Revisiting TTR strategies for clients | Accurium

Revisiting TTR strategies for clients

With transition to retirement (TTR) income streams set to lose their tax-free earning status from 1 July 2017, it is appropriate to contemplate the implications of this change for existing TTR clients and those considering implementation of a TTR income stream.

Earnings on TTR investments will no longer be exempt from tax

Irrespective of a TTR income stream’s commencement date, investment earnings will be subject to tax of up to 15% from 1 July 2017. The effect of this increased tax is a reduced tax benefit (arguably in some cases marginally) for TTR income streams.

Where a client meets a superannuation condition of release (such as retirement after preservation age, terminal medical condition, permanent incapacity or attaining age 65) it will generally be possible to transfer the TTR income stream into a retirement phase income stream with tax-free earnings.

Note: On 15 June 2017 legislation (Treasury laws Amendment (2017 Measures No.2) Bill 2017) was passed by both Houses of Parliament to allow a TTR income stream to be treated as a retirement phase income stream (with tax-free earnings) automatically from when the member attains age 65 or when the member notifies the income stream provider that they have satisfied a relevant condition of release (retirement after preservation age, terminal medical condition or permanent incapacity).
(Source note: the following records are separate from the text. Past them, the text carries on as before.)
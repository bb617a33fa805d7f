//! Bridges the oracle to the graph pipeline.

use std::collections::HashSet;
use std::sync::Arc;
use std::time::Duration;

use tracing::{info, instrument, warn};

use canvas_types::{Item, ItemId};

use super::prompt::build_prompt;
use super::response::{parse_response, OracleEdge};
use super::{GraphOracle, OracleError};
use crate::config::OracleGraphConfig;
use crate::topic_cluster::TopicFrequencyClusterer;
use crate::types::{Assignments, ClusterAssignment};

/// Accepted oracle output with every input item assigned.
#[derive(Debug, Clone, Default, PartialEq)]
pub struct OracleClustering {
    pub assignments: Assignments,
    pub edges: Vec<OracleEdge>,
}

/// Asks the oracle for clusters and edges and decides whether to trust it.
pub struct GraphOracleAdapter {
    oracle: Option<Arc<dyn GraphOracle>>,
    config: OracleGraphConfig,
    timeout: Duration,
}

impl GraphOracleAdapter {
    pub fn new(
        oracle: Option<Arc<dyn GraphOracle>>,
        config: OracleGraphConfig,
        timeout: Duration,
    ) -> Self {
        Self {
            oracle,
            config,
            timeout,
        }
    }

    /// Adapter that never consults an oracle.
    pub fn disabled() -> Self {
        Self::new(None, OracleGraphConfig::default(), Duration::from_secs(60))
    }

    pub fn is_enabled(&self) -> bool {
        self.oracle.is_some()
    }

    /// Cluster `items` through the oracle.
    ///
    /// Returns `None` when the oracle is absent, fails, times out, or
    /// assigns fewer than `acceptance_ratio` of the items. Items it skipped
    /// are placed by `fallback` run over just the leftovers.
    #[instrument(skip_all, fields(items = items.len()))]
    pub async fn cluster(
        &self,
        items: &[Item],
        fallback: &TopicFrequencyClusterer,
    ) -> Option<OracleClustering> {
        let oracle = self.oracle.as_ref()?;
        if items.is_empty() {
            return None;
        }

        let prompt = build_prompt(items, &self.config);
        let text = match tokio::time::timeout(self.timeout, oracle.complete(&prompt)).await {
            Ok(Ok(text)) => text,
            Ok(Err(e)) => {
                warn!(error = %e, "Oracle request failed");
                return None;
            }
            Err(_) => {
                warn!(error = %OracleError::Timeout, timeout = ?self.timeout, "Oracle request timed out");
                return None;
            }
        };

        let parsed = match parse_response(&text) {
            Ok(parsed) => parsed,
            Err(e) => {
                warn!(error = %e, "Discarding oracle response");
                return None;
            }
        };

        let known: HashSet<ItemId> = items.iter().map(|item| item.id).collect();
        let graph = parsed.validate(&known);
        let coverage = graph.coverage(items.len());
        if coverage < self.config.acceptance_ratio {
            warn!(
                assigned = graph.assignments.len(),
                total = items.len(),
                coverage,
                "Oracle coverage below acceptance ratio"
            );
            return None;
        }

        let mut assignments = graph.assignments;
        let leftovers: Vec<Item> = items
            .iter()
            .filter(|item| !assignments.contains_key(&item.id))
            .cloned()
            .collect();

        if !leftovers.is_empty() {
            let offset = assignments
                .values()
                .map(|a| a.cluster_id)
                .max()
                .unwrap_or(0);
            for (id, assignment) in fallback.cluster(&leftovers) {
                assignments.insert(
                    id,
                    ClusterAssignment::new(assignment.cluster_name, assignment.cluster_id + offset),
                );
            }
        }

        info!(
            assigned = assignments.len(),
            gap_filled = leftovers.len(),
            edges = graph.edges.len(),
            "Oracle clustering accepted"
        );

        Some(OracleClustering {
            assignments,
            edges: graph.edges,
        })
    }
}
This Bill has received Royal Assent.

TTR income streams will not count towards a client’s transfer balance cap

As TTR income stream earnings are taxable from 1 July 2017 they are no longer treated as retirement phase income streams.

Importantly, only income streams which are in the retirement phase will count towards a client’s transfer balance cap (TBC).
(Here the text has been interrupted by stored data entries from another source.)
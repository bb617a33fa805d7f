use std::collections::{BTreeSet, HashSet};

use canvas_graph::{
    cosine_similarity, dbscan, pairwise_distances, DensityClusterer, DensityConfig,
    GraphAssembler, GraphExporter, TopicFrequencyClusterer, TopicNormalizer,
};
use canvas_types::Item;
use proptest::prelude::*;

const TOPICS: &[&str] = &[
    "Python",
    "Python Programming",
    "python basics",
    "Machine Learning",
    "Machine Learning Basics",
    "Rust",
    "rust-lang",
    "Cooking",
    "Data Science",
    "Data",
    "Web",
    "",
];

const CONTENT_TYPES: &[&str] = &["Article", "Tutorial", "Unknown", "Video"];

fn arb_item_parts() -> impl Strategy<Value = (Vec<usize>, usize, Option<Vec<f32>>)> {
    (
        prop::collection::vec(0..TOPICS.len(), 0..4),
        0..CONTENT_TYPES.len(),
        prop::option::of(prop::collection::vec(-1.0f32..1.0, 3)),
    )
}

fn arb_items(max: usize) -> impl Strategy<Value = Vec<Item>> {
    prop::collection::vec(arb_item_parts(), 0..max).prop_map(|parts| {
        parts
            .into_iter()
            .enumerate()
            .map(|(i, (topics, content_type, embedding))| {
                let mut item = Item::new(i as i64 + 1, format!("Item {}", i + 1))
                    .with_topics(topics.into_iter().map(|t| TOPICS[t]))
                    .with_content_type(CONTENT_TYPES[content_type]);
                item.embedding = embedding;
                item
            })
            .collect()
    })
}

// ── Topic clustering assigns every item to a dense id ──────────────────────

proptest! {
    #[test]
    fn topic_clustering_covers_every_item(items in arb_items(25)) {
        let assignments = TopicFrequencyClusterer::default().cluster(&items);
        prop_assert_eq!(assignments.len(), items.len());
        for item in &items {
            prop_assert!(assignments.contains_key(&item.id));
        }

        let ids: BTreeSet<u32> = assignments.values().map(|a| a.cluster_id).collect();
        let expected: BTreeSet<u32> = (1..=ids.len() as u32).collect();
        prop_assert_eq!(ids, expected);
    }

    #[test]
    fn normalizer_is_idempotent(picks in prop::collection::vec(0..TOPICS.len(), 1..10), query in "[a-z ]{0,20}") {
        let normalizer = TopicNormalizer::new(picks.iter().map(|&i| TOPICS[i]));
        for topic in picks.iter().map(|&i| TOPICS[i]).chain(std::iter::once(query.as_str())) {
            let once = normalizer.canonical(topic);
            prop_assert_eq!(normalizer.canonical(&once), once.clone());
        }
    }
}

// ── Cosine identities ──────────────────────────────────────────────────────

proptest! {
    #[test]
    fn cosine_is_symmetric_and_bounded(
        a in prop::collection::vec(-10.0f32..10.0, 1..16),
        b in prop::collection::vec(-10.0f32..10.0, 1..16),
    ) {
        let ab = cosine_similarity(&a, &b);
        let ba = cosine_similarity(&b, &a);
        prop_assert!((ab - ba).abs() < 1e-5);
        prop_assert!((-1.0..=1.0).contains(&ab));
        if a.len() != b.len() {
            prop_assert_eq!(ab, 0.0);
        }
    }

    #[test]
    fn cosine_self_is_one(a in prop::collection::vec(0.1f32..10.0, 1..16)) {
        prop_assert!((cosine_similarity(&a, &a) - 1.0).abs() < 1e-4);
    }
}

// ── Density clusters never contain noise or singletons ─────────────────────

proptest! {
    #[test]
    fn dbscan_clusters_have_core_support(
        points in prop::collection::vec(prop::collection::vec(-1.0f32..1.0, 2), 3..30),
        min_samples in 2usize..5,
    ) {
        let distances = pairwise_distances(&points);
        let labels = dbscan(&distances, 0.4, min_samples);
        prop_assert_eq!(labels.len(), points.len());

        // Labels are contiguous from 0
        let max_label = labels.iter().copied().max().unwrap_or(-1);
        for label in 0..=max_label {
            prop_assert!(labels.contains(&label));
        }

        // Noise points are never core points
        for (i, &label) in labels.iter().enumerate() {
            if label == -1 {
                let neighborhood = distances[i].iter().filter(|&&d| d <= 0.4).count();
                prop_assert!(neighborhood < min_samples);
            }
        }
    }

    #[test]
    fn density_summaries_have_members(items in arb_items(30)) {
        if let Ok(outcome) = DensityClusterer::new(DensityConfig::default()).cluster(&items) {
            let mut seen = HashSet::new();
            for cluster in &outcome.clusters {
                prop_assert!(cluster.content_count >= 2);
                prop_assert_eq!(cluster.items.len(), cluster.content_count);
                for id in &cluster.items {
                    prop_assert!(seen.insert(*id), "item {} in two clusters", id);
                    prop_assert!(!outcome.unclustered.contains(id));
                }
            }
            prop_assert_eq!(seen.len() + outcome.unclustered.len(), items.len());
        }
    }

    #[test]
    fn cluster_summaries_place_every_item_once(items in arb_items(30)) {
        prop_assume!(items.len() >= 3);
        let clusters = GraphExporter::offline().cluster_summaries(&items);
        let mut placed: Vec<i64> = clusters.iter().flat_map(|c| c.items.clone()).collect();
        placed.sort_unstable();
        let expected: Vec<i64> = items.iter().map(|i| i.id).collect();
        prop_assert_eq!(placed, expected);

        let ids: HashSet<u32> = clusters.iter().map(|c| c.id).collect();
        prop_assert_eq!(ids.len(), clusters.len());
    }
}

// ── Graph edges are simple and capped ──────────────────────────────────────

proptest! {
    #[test]
    fn general_graph_is_simple_and_capped(items in arb_items(25)) {
        let graph = GraphAssembler::default().general_graph(&items);
        prop_assert_eq!(graph.nodes.len(), items.len());
        prop_assert!(graph.edges.len() <= 3 * items.len());

        let mut pairs = HashSet::new();
        for edge in &graph.edges {
            prop_assert_ne!(edge.source, edge.target);
            prop_assert!(pairs.insert(edge.pair()));
            prop_assert!(edge.weight >= 1);
            prop_assert!((0.0..=1.0).contains(&edge.similarity));
        }
        for pair in graph.edges.windows(2) {
            prop_assert!(pair[0].similarity >= pair[1].similarity);
        }
    }

    #[test]
    fn clustered_graph_is_simple(items in arb_items(20)) {
        let assignments = TopicFrequencyClusterer::default().cluster(&items);
        let graph = GraphAssembler::default().cluster_graph(
            &items,
            &assignments,
            canvas_graph::ClusterMethod::TopicSpecificity,
            &[],
        );
        let mut pairs = HashSet::new();
        for edge in &graph.edges {
            prop_assert_ne!(edge.source, edge.target);
            prop_assert!(pairs.insert(edge.pair()));
        }
        for node in &graph.nodes {
            prop_assert!(node.cluster_id.is_some_and(|id| id >= 1));
        }
    }
}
Where a TTR income stream becomes a retirement phase income stream it will then count towards a client’s TBC.

Taxation of TTR payments received remain unchanged

Although the taxation of TTR earnings is changing, the taxation of payments to a member is not. For members aged 60 or over, payments continue to be 100% non- assessable non-exempt income. For members between preservation age and age 60, the taxable component of payments continue to be taxed at their marginal tax rate with a 15% tax offset, with any tax-free amount continuing to be non-assessable non-exempt income.

The tax benefit of combination TTR and concessional contribution strategies has reduced

As described, the tax benefit of TTR income streams is reduced by the increased tax on investment earnings. Many TTR income streams implemented in combination with concessional superannuation contribution strategies effectively allowed a client to replace taxable income from employment with concessionally taxed income from a TTR income stream.

For many clients this strategy will continue to provide a tax benefit, though at a reduced rate from 1 July 2017.

Reduced $25,000 concessional contribution cap may affect the strategy benefit

In a number of cases, implementing a TTR strategy has allowed a member to salary sacrifice more to superannuation. In cases where the amount being sacrificed will cause the member to exceed their concessional contribution cap (reduced to $25,000 from 1 July 2017), the amount that can be contributed before-tax is reduced.

In some cases it could be worth considering reducing the payment received to the minimum (if possible), before 1 July 2017 partially commute the income stream to superannuation in order to reduce the minimum payment amount and/or maintain the higher payment increasing the amount assessed for tax at the member’s marginal tax rate.

TTR is still available to help clients transition to retirement

Despite this change to the taxation of TTR income stream earnings, TTR income streams remain a valuable strategy. Their utilisation continues to support clients transitioning from full time employment to retirement over time by supplementing employment income via superannuation savings where a condition of release has not yet been met.

Tax-free and taxable components continue to be proportionally fixed

Although the TTR earnings will no longer be tax-free, a TTR income stream remains an income stream. This means the tax-free and taxable proportions continue to be fixed based on the tax-free and taxable amount used to commence the TTR income stream.

Tax exempt earnings may still be available

In the event a member has met a condition of release before 1 July 2017, consideration should be given to whether the TTR income stream will be considered a retirement phase income stream, in which case no tax will be payable on the earnings and the withdrawal benefit at 30 June 2017 will count towards the member’s TBC. This will occur automatically for member’s aged 65 at 1 July 2017. For other conditions of release the TTR income stream will be a retirement phase income stream from the time the member notifies the trustee they have met a relevant condition of release.